Work instruction: Look through the data below for the line with "repository 80cf1df6e1e73ab4" and the line with "blocking operation is", then output those two and all lines in between, exactly as written.

Records provided:
==================================================

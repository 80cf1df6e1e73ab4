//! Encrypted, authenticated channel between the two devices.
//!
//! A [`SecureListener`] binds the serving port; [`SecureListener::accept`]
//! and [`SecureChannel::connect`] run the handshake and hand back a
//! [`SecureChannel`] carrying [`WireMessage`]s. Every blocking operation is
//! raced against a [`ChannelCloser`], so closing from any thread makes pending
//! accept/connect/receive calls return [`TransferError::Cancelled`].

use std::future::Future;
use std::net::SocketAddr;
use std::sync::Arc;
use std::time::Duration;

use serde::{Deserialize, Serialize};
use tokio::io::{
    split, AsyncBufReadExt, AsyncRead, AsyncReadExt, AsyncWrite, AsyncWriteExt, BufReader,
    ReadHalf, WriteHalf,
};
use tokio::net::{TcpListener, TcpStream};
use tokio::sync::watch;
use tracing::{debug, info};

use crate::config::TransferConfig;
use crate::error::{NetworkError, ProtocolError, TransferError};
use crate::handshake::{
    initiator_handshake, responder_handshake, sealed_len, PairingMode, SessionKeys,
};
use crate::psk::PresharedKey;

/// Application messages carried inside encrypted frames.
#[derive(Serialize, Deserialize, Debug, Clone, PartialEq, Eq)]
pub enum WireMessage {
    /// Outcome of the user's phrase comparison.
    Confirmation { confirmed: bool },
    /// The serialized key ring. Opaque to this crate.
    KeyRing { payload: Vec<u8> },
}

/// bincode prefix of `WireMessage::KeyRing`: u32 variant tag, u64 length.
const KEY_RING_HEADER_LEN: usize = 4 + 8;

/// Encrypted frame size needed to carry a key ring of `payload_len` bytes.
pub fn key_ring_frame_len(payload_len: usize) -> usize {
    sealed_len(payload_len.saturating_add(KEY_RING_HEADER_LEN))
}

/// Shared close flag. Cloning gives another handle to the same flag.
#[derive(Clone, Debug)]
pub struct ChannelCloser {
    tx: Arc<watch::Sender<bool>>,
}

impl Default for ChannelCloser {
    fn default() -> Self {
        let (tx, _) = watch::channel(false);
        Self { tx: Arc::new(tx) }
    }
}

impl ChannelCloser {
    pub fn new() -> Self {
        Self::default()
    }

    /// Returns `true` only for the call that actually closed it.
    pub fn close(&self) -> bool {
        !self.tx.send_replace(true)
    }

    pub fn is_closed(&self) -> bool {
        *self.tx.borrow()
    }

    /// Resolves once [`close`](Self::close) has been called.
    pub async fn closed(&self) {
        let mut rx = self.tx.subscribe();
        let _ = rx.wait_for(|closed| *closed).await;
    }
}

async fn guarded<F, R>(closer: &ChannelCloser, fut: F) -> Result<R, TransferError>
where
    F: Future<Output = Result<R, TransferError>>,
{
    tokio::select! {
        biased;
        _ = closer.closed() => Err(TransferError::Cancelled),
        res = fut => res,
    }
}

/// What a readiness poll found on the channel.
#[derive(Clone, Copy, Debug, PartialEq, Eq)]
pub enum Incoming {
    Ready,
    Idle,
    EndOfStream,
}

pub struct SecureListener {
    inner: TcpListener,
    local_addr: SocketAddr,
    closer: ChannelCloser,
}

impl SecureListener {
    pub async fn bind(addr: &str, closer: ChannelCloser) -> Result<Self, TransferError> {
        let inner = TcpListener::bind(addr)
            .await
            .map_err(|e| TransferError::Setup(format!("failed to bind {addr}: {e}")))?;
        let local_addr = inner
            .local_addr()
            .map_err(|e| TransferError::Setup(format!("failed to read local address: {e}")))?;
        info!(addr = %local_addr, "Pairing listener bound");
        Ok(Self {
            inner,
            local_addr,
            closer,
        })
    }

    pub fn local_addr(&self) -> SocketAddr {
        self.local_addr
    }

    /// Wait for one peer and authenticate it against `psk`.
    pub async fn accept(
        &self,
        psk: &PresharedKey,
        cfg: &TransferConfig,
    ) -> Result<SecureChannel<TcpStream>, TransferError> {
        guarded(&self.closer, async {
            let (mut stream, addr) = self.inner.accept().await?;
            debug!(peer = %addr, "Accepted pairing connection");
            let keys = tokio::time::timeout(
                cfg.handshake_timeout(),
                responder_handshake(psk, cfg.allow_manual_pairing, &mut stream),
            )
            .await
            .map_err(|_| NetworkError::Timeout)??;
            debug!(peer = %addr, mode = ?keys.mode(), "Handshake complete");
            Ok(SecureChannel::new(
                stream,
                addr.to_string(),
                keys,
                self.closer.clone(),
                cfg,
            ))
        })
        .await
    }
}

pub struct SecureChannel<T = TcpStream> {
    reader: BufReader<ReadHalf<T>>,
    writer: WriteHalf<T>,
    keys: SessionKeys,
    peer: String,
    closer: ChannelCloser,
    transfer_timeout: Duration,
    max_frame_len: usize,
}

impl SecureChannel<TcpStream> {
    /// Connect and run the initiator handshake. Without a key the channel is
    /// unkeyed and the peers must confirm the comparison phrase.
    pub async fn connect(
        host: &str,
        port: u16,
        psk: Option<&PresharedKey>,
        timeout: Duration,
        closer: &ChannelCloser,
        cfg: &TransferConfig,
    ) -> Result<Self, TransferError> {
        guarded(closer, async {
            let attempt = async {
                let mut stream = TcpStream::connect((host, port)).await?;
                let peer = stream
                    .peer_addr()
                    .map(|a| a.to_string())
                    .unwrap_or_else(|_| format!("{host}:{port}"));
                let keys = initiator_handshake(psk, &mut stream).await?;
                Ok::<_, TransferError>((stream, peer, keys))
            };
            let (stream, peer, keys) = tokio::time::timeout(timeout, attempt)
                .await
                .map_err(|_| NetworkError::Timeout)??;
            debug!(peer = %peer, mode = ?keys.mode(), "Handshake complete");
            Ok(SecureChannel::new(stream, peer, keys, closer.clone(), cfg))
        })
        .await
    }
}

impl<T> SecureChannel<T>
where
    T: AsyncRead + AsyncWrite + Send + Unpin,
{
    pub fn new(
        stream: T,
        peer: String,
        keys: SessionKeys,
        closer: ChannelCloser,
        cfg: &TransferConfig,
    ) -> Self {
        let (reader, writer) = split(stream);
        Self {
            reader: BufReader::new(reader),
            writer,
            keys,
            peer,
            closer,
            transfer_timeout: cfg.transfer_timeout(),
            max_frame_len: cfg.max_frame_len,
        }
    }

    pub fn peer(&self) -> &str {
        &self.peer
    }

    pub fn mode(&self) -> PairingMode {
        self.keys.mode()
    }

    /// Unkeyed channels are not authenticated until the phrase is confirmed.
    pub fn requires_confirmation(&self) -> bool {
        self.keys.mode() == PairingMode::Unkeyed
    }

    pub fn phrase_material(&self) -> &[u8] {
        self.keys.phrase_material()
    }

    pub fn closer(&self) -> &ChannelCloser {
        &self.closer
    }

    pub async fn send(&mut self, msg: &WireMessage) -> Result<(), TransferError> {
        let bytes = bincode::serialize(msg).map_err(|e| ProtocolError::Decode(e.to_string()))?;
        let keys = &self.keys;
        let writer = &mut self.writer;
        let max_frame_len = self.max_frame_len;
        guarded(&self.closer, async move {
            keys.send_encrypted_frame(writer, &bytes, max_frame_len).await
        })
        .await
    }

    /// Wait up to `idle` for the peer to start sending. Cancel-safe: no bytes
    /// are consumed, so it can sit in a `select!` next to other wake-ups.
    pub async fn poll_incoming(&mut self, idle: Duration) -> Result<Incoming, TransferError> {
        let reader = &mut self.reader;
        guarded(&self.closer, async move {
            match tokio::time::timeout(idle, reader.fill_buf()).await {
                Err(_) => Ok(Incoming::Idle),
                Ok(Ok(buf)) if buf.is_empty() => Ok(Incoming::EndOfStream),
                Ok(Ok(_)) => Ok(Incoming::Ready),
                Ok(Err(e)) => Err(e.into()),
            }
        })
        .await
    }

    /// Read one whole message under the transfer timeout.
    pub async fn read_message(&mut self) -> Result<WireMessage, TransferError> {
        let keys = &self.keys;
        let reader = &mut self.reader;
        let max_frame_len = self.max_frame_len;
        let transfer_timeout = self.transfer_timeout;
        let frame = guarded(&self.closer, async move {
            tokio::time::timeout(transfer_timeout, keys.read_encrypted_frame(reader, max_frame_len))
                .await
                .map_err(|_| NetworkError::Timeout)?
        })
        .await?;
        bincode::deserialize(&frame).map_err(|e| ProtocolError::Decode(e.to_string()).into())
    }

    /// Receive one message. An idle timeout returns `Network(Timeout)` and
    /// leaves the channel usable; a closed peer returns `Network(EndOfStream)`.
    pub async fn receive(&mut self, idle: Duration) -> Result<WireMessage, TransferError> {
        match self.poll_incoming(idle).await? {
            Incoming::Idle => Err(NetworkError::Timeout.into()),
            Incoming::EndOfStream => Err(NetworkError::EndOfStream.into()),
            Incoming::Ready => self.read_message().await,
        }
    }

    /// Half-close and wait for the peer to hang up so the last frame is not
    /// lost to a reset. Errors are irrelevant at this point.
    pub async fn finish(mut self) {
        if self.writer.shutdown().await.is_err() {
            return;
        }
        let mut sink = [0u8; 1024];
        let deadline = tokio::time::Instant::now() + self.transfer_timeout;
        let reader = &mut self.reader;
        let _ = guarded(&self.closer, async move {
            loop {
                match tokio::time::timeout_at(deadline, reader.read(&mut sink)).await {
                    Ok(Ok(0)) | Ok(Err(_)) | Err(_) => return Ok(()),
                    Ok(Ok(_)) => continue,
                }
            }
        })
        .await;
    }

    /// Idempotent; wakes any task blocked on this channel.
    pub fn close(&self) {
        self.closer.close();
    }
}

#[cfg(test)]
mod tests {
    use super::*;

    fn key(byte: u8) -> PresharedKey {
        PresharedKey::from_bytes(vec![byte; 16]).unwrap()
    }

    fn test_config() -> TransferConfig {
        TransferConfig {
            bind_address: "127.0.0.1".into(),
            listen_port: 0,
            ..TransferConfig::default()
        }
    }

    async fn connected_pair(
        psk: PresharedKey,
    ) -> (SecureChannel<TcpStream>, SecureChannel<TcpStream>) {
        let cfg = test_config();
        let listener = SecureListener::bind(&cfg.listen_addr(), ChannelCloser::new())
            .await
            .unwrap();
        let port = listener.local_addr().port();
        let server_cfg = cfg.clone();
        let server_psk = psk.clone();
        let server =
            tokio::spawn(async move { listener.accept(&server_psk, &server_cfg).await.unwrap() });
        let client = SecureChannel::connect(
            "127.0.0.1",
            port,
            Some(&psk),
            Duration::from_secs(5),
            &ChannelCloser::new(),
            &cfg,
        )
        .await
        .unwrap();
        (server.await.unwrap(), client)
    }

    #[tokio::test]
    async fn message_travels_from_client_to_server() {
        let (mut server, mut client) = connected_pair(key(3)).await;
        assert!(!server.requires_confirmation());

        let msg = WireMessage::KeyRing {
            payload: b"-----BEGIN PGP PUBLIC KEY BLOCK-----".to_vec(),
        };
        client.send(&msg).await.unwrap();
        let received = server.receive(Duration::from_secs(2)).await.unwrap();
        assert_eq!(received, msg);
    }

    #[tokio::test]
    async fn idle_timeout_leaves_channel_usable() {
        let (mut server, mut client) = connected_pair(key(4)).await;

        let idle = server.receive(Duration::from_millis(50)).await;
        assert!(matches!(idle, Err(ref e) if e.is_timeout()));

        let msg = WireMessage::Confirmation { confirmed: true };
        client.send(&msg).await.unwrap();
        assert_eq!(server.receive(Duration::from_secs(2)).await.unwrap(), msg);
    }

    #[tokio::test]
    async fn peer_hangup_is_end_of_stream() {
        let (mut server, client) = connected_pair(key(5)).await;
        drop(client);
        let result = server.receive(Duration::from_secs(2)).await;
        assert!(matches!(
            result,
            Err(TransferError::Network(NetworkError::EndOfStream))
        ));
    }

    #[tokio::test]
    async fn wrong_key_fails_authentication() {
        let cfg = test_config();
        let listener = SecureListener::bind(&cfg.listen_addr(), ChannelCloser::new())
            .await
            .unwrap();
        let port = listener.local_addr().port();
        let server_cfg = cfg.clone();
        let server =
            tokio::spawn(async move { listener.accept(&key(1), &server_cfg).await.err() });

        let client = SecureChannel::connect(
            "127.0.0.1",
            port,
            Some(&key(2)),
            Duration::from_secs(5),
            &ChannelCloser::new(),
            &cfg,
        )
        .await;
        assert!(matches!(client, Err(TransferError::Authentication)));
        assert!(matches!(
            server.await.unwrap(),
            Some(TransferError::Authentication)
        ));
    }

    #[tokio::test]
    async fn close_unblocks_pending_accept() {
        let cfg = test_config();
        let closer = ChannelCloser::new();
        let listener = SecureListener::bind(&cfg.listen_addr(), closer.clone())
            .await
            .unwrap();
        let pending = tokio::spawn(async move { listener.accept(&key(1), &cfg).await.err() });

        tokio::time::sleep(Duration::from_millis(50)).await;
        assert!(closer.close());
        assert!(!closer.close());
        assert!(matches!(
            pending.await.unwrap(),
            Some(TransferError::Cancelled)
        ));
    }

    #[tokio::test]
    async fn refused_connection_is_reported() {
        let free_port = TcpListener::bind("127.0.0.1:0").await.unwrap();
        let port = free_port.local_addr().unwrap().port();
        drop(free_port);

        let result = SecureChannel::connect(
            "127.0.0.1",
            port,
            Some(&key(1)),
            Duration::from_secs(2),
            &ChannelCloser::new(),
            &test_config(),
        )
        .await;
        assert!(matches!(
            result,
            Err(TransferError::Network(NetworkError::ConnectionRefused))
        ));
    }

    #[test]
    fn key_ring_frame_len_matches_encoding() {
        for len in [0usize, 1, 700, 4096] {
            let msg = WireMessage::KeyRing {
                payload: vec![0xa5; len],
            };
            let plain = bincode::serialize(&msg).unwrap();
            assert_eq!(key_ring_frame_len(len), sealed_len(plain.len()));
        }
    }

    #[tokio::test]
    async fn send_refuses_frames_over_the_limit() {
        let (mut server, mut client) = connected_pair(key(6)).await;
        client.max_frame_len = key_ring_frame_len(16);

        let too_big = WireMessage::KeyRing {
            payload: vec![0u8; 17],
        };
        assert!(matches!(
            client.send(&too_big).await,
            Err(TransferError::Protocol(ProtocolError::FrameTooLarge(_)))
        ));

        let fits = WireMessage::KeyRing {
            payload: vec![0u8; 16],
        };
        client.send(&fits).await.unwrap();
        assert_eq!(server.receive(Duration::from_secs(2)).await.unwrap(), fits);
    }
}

==================================================

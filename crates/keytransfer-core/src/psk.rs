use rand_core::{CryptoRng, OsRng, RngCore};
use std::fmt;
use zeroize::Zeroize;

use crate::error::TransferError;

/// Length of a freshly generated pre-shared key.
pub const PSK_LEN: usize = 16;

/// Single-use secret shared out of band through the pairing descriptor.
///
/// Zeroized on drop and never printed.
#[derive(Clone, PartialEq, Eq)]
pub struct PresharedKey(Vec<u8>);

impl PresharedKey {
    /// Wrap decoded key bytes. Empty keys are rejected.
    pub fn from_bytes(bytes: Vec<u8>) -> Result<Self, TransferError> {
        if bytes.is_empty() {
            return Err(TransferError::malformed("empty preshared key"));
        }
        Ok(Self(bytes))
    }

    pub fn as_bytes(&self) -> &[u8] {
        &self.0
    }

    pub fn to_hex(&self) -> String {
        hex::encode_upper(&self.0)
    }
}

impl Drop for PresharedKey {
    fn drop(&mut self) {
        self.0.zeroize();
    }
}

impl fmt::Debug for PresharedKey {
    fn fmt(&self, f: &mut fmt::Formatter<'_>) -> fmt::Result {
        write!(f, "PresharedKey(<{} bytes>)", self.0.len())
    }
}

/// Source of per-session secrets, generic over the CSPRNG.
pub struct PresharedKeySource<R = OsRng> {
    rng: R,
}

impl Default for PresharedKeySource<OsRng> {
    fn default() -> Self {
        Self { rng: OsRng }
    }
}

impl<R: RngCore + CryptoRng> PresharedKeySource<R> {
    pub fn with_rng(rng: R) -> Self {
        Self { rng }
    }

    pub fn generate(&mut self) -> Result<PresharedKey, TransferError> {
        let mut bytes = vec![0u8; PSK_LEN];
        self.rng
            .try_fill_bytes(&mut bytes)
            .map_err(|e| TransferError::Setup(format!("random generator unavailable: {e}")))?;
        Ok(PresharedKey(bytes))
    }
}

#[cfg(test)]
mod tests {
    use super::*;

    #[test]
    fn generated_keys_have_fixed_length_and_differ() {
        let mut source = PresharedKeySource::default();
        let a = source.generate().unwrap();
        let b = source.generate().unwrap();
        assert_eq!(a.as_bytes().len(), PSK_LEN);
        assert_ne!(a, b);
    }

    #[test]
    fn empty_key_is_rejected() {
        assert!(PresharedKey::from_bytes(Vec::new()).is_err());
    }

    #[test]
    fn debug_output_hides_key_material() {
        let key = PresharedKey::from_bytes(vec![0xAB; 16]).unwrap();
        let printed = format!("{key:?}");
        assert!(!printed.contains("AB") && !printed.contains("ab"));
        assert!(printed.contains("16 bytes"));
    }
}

==================================================

Solved problem:
repository 80cf1df6e1e73ab4
//! Encrypted, authenticated channel between the two devices.
//!
//! A [`SecureListener`] binds the serving port; [`SecureListener::accept`]
//! and [`SecureChannel::connect`] run the handshake and hand back a
//! [`SecureChannel`] carrying [`WireMessage`]s. Every blocking operation is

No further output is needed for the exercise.